§ **Data to use**
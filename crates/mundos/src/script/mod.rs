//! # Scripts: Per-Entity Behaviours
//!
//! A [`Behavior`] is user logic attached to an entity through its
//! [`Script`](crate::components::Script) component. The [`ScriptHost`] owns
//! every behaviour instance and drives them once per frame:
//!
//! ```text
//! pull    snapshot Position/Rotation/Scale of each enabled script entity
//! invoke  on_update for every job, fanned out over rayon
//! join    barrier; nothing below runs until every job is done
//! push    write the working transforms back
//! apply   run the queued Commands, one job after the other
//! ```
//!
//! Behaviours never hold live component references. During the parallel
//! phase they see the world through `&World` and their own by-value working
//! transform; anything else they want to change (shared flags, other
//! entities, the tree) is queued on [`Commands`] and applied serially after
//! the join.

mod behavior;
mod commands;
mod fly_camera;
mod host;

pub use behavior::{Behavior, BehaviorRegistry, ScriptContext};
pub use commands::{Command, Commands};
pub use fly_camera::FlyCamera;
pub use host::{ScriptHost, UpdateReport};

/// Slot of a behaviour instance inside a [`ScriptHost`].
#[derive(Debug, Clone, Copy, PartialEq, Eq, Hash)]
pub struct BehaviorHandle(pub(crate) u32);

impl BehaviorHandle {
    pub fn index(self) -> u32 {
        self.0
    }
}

§ **Problem details**
If a line in the material above holds the word "queued", count it, then give the total as a bare number.

§ **Exercise response**
2